SUPPLIED RECORDS —
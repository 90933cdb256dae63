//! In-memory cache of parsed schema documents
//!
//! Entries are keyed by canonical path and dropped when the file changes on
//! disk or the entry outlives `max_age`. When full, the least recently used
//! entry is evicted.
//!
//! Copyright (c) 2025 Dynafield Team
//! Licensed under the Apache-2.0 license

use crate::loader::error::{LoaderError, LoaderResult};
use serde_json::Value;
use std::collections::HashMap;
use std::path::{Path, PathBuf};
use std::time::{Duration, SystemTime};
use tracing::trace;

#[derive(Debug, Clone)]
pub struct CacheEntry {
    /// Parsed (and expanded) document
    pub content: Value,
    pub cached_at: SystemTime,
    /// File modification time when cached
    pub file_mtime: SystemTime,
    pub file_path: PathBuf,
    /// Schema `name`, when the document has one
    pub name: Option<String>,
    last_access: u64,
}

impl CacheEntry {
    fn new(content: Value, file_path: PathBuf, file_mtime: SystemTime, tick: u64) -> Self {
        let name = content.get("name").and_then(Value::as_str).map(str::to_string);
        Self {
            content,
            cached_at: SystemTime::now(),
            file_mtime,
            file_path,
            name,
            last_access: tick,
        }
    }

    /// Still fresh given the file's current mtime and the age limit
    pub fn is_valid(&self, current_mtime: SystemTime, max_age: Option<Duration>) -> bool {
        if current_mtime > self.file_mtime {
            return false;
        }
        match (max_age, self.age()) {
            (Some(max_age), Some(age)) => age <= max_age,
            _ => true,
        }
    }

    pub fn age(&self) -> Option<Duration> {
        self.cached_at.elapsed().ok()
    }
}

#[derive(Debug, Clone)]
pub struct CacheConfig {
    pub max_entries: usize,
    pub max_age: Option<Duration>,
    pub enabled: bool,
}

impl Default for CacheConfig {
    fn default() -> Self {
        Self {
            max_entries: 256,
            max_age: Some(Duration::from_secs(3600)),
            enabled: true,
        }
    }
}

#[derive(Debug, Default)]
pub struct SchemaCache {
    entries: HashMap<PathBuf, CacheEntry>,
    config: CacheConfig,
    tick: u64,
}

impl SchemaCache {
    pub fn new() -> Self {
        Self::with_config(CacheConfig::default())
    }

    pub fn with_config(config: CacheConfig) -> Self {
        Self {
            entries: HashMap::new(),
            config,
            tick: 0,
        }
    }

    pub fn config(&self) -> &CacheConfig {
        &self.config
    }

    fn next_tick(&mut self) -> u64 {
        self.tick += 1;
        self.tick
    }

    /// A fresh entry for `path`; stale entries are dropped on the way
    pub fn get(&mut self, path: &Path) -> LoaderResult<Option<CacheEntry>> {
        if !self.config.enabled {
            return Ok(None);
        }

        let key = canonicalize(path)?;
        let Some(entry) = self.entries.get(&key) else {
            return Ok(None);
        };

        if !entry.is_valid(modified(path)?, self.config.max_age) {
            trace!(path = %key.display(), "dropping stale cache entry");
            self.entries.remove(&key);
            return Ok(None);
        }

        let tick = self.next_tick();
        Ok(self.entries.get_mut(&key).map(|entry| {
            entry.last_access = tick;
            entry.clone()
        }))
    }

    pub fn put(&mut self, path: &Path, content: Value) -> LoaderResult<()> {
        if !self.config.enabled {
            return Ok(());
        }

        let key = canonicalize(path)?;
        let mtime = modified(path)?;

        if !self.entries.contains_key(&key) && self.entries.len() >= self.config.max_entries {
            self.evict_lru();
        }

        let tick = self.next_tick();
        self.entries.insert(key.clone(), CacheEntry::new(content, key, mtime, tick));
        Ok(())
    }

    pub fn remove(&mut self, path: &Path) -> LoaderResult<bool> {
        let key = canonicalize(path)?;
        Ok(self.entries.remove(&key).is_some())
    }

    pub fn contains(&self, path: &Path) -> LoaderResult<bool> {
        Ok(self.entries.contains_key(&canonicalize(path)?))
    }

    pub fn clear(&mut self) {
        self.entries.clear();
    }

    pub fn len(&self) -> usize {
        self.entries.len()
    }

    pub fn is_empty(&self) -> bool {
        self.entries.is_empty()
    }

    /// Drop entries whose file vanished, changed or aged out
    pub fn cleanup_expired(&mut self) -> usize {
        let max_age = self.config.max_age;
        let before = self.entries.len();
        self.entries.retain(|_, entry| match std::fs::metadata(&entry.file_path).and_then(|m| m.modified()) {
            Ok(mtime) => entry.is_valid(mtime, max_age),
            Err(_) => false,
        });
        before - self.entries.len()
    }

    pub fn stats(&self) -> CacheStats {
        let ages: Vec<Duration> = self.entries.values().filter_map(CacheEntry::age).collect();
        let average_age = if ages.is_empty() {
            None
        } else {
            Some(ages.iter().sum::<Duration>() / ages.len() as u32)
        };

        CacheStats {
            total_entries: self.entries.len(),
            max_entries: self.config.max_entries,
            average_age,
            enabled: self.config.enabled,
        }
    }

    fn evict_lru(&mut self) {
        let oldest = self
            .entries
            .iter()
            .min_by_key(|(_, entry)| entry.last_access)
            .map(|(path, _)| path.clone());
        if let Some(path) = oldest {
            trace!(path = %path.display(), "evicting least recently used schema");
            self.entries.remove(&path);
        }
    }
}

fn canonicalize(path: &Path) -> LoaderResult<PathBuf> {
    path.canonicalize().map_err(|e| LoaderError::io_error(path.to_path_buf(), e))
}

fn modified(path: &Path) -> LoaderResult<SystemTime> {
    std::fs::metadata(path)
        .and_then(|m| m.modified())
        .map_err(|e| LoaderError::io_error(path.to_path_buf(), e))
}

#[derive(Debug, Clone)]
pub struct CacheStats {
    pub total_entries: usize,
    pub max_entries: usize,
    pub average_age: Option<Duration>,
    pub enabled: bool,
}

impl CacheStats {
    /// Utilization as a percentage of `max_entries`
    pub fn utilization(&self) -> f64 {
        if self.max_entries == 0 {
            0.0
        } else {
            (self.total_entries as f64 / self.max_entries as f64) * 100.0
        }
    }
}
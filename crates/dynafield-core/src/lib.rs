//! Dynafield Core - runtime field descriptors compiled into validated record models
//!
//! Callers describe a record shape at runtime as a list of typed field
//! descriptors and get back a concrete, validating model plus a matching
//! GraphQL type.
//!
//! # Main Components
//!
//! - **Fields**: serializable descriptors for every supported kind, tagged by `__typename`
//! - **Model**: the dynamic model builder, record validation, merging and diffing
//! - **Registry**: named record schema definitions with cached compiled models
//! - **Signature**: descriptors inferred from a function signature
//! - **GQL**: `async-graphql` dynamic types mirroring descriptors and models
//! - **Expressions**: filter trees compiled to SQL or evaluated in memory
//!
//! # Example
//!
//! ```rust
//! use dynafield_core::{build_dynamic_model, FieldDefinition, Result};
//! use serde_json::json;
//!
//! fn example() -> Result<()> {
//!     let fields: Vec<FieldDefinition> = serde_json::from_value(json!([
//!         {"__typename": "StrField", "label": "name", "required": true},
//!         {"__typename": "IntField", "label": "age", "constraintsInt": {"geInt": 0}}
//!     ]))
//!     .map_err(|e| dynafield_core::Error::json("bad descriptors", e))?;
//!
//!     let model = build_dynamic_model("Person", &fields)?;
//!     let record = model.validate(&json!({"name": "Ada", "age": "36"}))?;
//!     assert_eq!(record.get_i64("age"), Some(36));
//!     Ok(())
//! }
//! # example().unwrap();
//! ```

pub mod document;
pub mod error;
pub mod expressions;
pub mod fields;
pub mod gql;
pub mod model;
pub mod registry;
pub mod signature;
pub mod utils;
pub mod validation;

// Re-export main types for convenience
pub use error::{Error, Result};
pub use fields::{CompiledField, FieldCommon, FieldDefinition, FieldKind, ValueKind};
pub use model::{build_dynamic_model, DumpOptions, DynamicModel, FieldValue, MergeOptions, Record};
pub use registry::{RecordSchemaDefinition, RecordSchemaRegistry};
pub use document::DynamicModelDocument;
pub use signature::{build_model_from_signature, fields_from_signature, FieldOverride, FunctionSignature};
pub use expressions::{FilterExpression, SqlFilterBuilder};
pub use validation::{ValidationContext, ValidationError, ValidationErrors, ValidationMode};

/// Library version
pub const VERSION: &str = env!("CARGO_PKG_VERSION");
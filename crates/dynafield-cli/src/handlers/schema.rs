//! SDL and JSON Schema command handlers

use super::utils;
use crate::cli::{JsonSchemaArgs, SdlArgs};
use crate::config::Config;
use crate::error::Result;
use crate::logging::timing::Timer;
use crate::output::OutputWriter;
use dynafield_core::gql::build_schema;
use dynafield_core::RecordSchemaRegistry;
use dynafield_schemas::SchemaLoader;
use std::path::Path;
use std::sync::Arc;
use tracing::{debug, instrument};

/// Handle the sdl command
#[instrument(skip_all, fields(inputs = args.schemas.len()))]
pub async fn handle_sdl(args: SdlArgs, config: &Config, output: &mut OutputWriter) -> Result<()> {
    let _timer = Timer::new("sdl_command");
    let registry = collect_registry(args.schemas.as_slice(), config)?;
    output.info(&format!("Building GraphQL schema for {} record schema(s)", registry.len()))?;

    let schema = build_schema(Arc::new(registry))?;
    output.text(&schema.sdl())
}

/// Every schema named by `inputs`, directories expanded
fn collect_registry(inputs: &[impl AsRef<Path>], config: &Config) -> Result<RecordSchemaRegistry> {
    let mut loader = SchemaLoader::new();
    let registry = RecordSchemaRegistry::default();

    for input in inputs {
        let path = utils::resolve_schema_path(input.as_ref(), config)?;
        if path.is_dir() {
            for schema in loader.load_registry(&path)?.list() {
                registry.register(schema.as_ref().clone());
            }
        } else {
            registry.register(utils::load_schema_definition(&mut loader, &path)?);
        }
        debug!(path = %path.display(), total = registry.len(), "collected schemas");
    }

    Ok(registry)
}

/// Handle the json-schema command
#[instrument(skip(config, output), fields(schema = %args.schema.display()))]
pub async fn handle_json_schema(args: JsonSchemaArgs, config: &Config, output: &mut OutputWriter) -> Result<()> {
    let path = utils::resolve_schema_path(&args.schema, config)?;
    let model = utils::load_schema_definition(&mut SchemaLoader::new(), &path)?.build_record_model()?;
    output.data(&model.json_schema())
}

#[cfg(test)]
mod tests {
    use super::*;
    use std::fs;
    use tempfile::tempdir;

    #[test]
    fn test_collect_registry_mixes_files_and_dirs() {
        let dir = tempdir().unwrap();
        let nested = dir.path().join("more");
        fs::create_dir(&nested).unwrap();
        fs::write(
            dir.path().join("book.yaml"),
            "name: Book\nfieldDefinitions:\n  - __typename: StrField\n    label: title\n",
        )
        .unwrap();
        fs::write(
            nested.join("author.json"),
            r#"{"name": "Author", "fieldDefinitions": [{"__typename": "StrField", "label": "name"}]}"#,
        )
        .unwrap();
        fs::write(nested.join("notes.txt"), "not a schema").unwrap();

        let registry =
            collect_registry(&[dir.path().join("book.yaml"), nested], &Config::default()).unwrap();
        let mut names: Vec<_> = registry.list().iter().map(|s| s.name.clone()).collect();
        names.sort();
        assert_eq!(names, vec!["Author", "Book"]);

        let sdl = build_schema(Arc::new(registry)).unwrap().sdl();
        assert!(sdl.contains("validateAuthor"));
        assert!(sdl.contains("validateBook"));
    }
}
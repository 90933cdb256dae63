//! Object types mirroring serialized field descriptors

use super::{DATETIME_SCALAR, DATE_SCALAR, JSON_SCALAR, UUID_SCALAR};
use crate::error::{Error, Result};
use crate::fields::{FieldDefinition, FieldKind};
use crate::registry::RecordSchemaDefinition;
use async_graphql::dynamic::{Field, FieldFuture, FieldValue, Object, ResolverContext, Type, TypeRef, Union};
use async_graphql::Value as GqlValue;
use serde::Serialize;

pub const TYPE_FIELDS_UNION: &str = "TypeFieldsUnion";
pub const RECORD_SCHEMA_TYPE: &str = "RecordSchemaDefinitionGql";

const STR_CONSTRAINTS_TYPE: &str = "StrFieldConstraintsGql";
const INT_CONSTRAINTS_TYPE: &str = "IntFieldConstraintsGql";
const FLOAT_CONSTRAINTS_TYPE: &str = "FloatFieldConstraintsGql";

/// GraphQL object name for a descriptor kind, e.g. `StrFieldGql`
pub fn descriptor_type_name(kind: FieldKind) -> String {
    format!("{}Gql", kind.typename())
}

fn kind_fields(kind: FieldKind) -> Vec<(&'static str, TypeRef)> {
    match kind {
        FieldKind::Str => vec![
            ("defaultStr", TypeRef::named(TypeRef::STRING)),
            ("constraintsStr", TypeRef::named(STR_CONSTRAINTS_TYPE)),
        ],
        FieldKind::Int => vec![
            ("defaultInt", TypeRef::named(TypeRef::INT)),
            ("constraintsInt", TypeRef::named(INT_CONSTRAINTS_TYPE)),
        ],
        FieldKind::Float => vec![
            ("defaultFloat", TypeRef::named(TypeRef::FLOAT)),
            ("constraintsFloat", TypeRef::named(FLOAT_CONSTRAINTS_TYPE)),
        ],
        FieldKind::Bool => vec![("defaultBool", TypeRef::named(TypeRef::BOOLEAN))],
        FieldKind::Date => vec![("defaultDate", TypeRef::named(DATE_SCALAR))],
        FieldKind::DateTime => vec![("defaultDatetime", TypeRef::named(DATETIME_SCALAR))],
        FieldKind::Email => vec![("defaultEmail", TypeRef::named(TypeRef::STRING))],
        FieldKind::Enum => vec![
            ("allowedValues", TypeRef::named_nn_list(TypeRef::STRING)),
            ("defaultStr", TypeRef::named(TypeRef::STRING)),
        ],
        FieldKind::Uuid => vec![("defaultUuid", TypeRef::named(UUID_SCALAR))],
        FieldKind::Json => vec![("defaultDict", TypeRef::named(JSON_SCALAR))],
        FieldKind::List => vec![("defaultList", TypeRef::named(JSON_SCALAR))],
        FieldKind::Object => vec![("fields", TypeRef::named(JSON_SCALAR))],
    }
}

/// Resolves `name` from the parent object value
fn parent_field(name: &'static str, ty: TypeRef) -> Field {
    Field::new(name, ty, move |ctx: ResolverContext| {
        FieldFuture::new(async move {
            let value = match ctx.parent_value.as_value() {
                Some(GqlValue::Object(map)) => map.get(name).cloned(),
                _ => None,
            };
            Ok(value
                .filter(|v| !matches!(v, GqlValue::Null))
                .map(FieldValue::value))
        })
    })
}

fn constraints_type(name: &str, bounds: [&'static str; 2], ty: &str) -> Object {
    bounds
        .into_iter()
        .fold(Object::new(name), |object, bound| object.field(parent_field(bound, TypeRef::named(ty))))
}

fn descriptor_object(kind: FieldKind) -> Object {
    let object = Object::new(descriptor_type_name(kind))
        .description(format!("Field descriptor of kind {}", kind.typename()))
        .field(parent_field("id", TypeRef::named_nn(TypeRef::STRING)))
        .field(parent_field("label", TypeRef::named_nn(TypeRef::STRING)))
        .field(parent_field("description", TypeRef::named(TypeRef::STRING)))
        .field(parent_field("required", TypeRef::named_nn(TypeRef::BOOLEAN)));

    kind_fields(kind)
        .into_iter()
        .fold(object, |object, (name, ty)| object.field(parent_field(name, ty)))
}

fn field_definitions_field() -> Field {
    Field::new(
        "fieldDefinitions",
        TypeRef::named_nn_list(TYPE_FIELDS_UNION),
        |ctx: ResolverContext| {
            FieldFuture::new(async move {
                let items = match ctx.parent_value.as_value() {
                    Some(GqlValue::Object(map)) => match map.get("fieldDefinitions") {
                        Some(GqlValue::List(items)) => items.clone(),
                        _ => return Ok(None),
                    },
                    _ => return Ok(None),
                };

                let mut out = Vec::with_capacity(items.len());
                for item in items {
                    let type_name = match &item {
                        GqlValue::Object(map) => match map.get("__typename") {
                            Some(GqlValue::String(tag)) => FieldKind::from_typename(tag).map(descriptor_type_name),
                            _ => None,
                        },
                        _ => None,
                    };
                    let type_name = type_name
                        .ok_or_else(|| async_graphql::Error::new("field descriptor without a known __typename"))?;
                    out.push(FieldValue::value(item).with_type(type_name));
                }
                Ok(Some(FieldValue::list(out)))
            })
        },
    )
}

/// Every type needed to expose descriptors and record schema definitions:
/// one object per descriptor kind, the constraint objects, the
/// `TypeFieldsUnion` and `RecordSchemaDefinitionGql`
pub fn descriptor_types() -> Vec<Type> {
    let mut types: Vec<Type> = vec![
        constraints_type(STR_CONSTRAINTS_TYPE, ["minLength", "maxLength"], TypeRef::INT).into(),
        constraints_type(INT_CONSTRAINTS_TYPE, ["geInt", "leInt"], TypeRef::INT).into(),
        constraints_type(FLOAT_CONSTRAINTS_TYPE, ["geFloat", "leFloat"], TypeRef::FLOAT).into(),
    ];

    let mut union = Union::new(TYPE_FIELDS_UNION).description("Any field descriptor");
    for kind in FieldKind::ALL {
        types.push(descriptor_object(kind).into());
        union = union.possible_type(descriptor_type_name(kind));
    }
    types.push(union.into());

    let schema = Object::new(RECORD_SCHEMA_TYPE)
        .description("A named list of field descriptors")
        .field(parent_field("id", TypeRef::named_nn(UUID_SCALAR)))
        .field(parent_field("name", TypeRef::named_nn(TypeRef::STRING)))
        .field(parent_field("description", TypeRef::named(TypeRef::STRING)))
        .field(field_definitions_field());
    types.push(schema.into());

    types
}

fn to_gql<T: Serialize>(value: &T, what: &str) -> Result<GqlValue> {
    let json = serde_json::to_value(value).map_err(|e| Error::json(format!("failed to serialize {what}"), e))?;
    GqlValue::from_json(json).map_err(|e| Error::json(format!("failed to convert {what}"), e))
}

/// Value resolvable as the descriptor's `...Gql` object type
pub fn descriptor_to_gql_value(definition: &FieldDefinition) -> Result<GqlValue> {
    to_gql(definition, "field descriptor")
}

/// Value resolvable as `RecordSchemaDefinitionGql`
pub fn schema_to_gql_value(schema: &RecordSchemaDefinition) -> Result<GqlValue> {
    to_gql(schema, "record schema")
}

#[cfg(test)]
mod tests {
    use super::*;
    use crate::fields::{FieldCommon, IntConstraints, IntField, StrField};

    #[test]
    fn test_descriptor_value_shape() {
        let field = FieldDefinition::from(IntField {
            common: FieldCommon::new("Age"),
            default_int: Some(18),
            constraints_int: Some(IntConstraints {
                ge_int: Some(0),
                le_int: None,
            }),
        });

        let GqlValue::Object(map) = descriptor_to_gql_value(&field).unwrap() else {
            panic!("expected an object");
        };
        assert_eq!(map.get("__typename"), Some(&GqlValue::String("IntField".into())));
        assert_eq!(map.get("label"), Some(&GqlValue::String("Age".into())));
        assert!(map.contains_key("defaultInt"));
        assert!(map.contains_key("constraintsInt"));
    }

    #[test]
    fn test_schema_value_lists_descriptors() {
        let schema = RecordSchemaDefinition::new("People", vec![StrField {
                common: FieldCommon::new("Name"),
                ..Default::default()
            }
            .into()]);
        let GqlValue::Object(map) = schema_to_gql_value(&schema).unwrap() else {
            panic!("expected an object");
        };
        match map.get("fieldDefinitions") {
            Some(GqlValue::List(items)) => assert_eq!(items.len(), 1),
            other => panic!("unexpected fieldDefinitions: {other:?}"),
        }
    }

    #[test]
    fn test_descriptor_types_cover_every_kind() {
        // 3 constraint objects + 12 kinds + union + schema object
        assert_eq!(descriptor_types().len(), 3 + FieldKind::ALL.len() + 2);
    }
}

BRIEF —
Report the number of lines in the entries above that include the string "before". Give nothing but the number.

RESPONSE —
2